I chose to modify pre-existing code that others had created for other songs. Specifically, I took a look at this code that robsoncouto created to play Take On Me by a-ha. Instead of having to read a frequency chart and define all the notes that I needed, I was able to use this code to speed-up the process since it already defined the frequencies for notes. My music had flats, which were not defined as variables in the code, so I had to find the enharmonic equivalents for each note with a flat (i.e. Eb4 was equivalent to D#4)
The code used an array called melody and accessed it in a for loop. The notes of the melody were followed by note durations and called-on separately in the loop of the sketch. Since I've never used arrays before, it took me some time to figure out how it worked. Eventually, I figured out how to change the existing notes and note durations to play Flea Waltz.
However, after successfully playing one iteration of the Flea Waltz, I wanted to be able to repeat the song and increase the tempo each time since the actual piece is often played in this way. To do this, instead of having the code that played each note on the buzzer in void setup, I moved the code to void loop and wrote a line to increase the tempo by 20 after the for loop finished playing through the melody array.
Although my melody was working, I still did not really understand how my code worked, specifically the for loop. However, eventually I finally figured out that the for loop was initializing thisNote and reading the actual note names of my melody array by adding 2 to thisNote to skip over the note durations in the array until thisNote < notes. The variable notes was initialized by finding sizeof(melody) / sizeof(melody[0]), which I discovered meant that the sketch was determining the number of bytes in the array to determine how long my melody was so that the for loop would stop once it reached the end of the melody. Inside the for loop, divider = melody[thisNote+1] calculated the duration of each note by reading the numerical values in between each note name (hence the +1 to read the note duration value right after whatever note name was played on the buzzer). Then, noteDuration = (wholenote) / divider and noteDuration was used in the tone function and multiplied by 0.9 for each note.
However, I still didn't have lights! My ultimate goal was to set different lights to each note when played like this:
Luckily, after figuring out how the array was called upon and what role the variable thisNote played in the for loop, I was able to modify my existing array to add values for which LED on the LED strip to light-up.

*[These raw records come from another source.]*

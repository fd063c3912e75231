use axum::{
    Extension, Json,
    extract::{Path, Query, State},
    response::{IntoResponse, Response},
};
use storage::{
    Database,
    dto::analytics::{AnalyticsQuery, AthleteAnalyticsResponse, TeamAnalyticsResponse},
};
use uuid::Uuid;

use crate::error::WebError;
use crate::middleware::auth::AuthUser;

use super::services;

#[utoipa::path(
    get,
    path = "/api/athletes/{id}/analytics",
    params(
        ("id" = Uuid, Path, description = "Athlete ID"),
        AnalyticsQuery
    ),
    security(
        ("bearer_auth" = [])
    ),
    responses(
        (status = 200, description = "Summary and trend for the period", body = AthleteAnalyticsResponse),
        (status = 400, description = "Invalid period"),
        (status = 403, description = "Forbidden"),
        (status = 404, description = "Athlete not found")
    ),
    tag = "analytics"
)]
pub async fn athlete_analytics(
    State(db): State<Database>,
    Extension(user): Extension<AuthUser>,
    Path(id): Path<Uuid>,
    Query(query): Query<AnalyticsQuery>,
) -> Result<Response, WebError> {
    let analytics = services::athlete_analytics(db.pool(), &user, id, &query).await?;

    Ok(Json(analytics).into_response())
}

#[utoipa::path(
    get,
    path = "/api/teams/{team_id}/analytics",
    params(
        ("team_id" = Uuid, Path, description = "Team ID"),
        AnalyticsQuery
    ),
    security(
        ("bearer_auth" = [])
    ),
    responses(
        (status = 200, description = "Team summary", body = TeamAnalyticsResponse),
        (status = 400, description = "Invalid period"),
        (status = 403, description = "Forbidden"),
        (status = 404, description = "Team not found")
    ),
    tag = "analytics"
)]
pub async fn team_analytics(
    State(db): State<Database>,
    Extension(user): Extension<AuthUser>,
    Path(team_id): Path<Uuid>,
    Query(query): Query<AnalyticsQuery>,
) -> Result<Response, WebError> {
    let analytics = services::team_analytics(db.pool(), &user, team_id, &query).await?;

    Ok(Json(analytics).into_response())
}
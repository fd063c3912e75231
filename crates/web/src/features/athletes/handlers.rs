use axum::{
    Extension, Json,
    extract::{Path, State},
    http::StatusCode,
    response::{IntoResponse, Response},
};
use storage::{
    Database,
    dto::athlete::{
        AthleteDetailResponse, AthleteResponse, CreateAthleteRequest, UpdateAthleteRequest,
    },
};
use uuid::Uuid;
use validator::Validate;

use crate::error::WebError;
use crate::middleware::auth::AuthUser;

use super::services;

#[utoipa::path(
    get,
    path = "/api/athletes",
    security(
        ("bearer_auth" = [])
    ),
    responses(
        (status = 200, description = "Athletes visible to the caller", body = Vec<AthleteResponse>),
        (status = 401, description = "Unauthorized")
    ),
    tag = "athletes"
)]
pub async fn list_athletes(
    State(db): State<Database>,
    Extension(user): Extension<AuthUser>,
) -> Result<Response, WebError> {
    let athletes = services::list_athletes(db.pool(), &user).await?;

    let response: Vec<AthleteResponse> = athletes.into_iter().map(AthleteResponse::from).collect();

    Ok(Json(response).into_response())
}

#[utoipa::path(
    get,
    path = "/api/athletes/{id}",
    params(
        ("id" = Uuid, Path, description = "Athlete ID")
    ),
    security(
        ("bearer_auth" = [])
    ),
    responses(
        (status = 200, description = "Athlete found", body = AthleteDetailResponse),
        (status = 403, description = "Forbidden"),
        (status = 404, description = "Athlete not found")
    ),
    tag = "athletes"
)]
pub async fn get_athlete(
    State(db): State<Database>,
    Extension(user): Extension<AuthUser>,
    Path(id): Path<Uuid>,
) -> Result<Response, WebError> {
    let athlete = services::get_athlete(db.pool(), &user, id).await?;

    Ok(Json(athlete).into_response())
}

#[utoipa::path(
    post,
    path = "/api/athletes",
    request_body = CreateAthleteRequest,
    security(
        ("bearer_auth" = [])
    ),
    responses(
        (status = 201, description = "Athlete profile created", body = AthleteResponse),
        (status = 400, description = "Validation error"),
        (status = 401, description = "Unauthorized"),
        (status = 403, description = "Forbidden"),
        (status = 409, description = "Profile already exists")
    ),
    tag = "athletes"
)]
pub async fn create_athlete(
    State(db): State<Database>,
    Extension(user): Extension<AuthUser>,
    Json(req): Json<CreateAthleteRequest>,
) -> Result<Response, WebError> {
    req.validate()?;

    let athlete = services::create_athlete(db.pool(), &user, &req).await?;

    Ok((StatusCode::CREATED, Json(AthleteResponse::from(athlete))).into_response())
}

#[utoipa::path(
    put,
    path = "/api/athletes/{id}",
    params(
        ("id" = Uuid, Path, description = "Athlete ID")
    ),
    request_body = UpdateAthleteRequest,
    security(
        ("bearer_auth" = [])
    ),
    responses(
        (status = 200, description = "Athlete updated successfully", body = AthleteResponse),
        (status = 400, description = "Validation error"),
        (status = 403, description = "Forbidden"),
        (status = 404, description = "Athlete not found")
    ),
    tag = "athletes"
)]
pub async fn update_athlete(
    State(db): State<Database>,
    Extension(user): Extension<AuthUser>,
    Path(id): Path<Uuid>,
    Json(update_req): Json<UpdateAthleteRequest>,
) -> Result<Response, WebError> {
    update_req.validate()?;

    let updated = services::update_athlete(db.pool(), &user, id, &update_req).await?;

    Ok(Json(AthleteResponse::from(updated)).into_response())
}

I defined variables for each NeoPixel so that I wouldn't confuse the NeoPixel numbers for the note duration numbers. Then, I initialized LED_number as 0 and then set it equal to melody[thisNote+2] like the divider variable. Then I modified the for loop's operation to be +3 instead of +2 so that each note name would be every third item in the array. Thus, my new array had each note name followed by the note duration and then the NeoPixel to light-up. Like the buzzer's delay before the next note, I had to clear the NeoPixels at the end of the for loop.
I randomly assigned NeoPixels to each different note, and luckily there were only 10 distinct notes used in the song, which corresponded perfectly to the 10 NeoPixels on the LED strip! Here's a little chart that I made:
My sketch worked how I wanted it to, but I was still unsatisfied since the NeoPixels were lighting up, but only in one color. Thus, I had to go back to modifying the array, but unlike before, I had to figure out a way to refer to a group of three numbers representing a particular RGB color instead of only one integer. I couldn't just use #define like before.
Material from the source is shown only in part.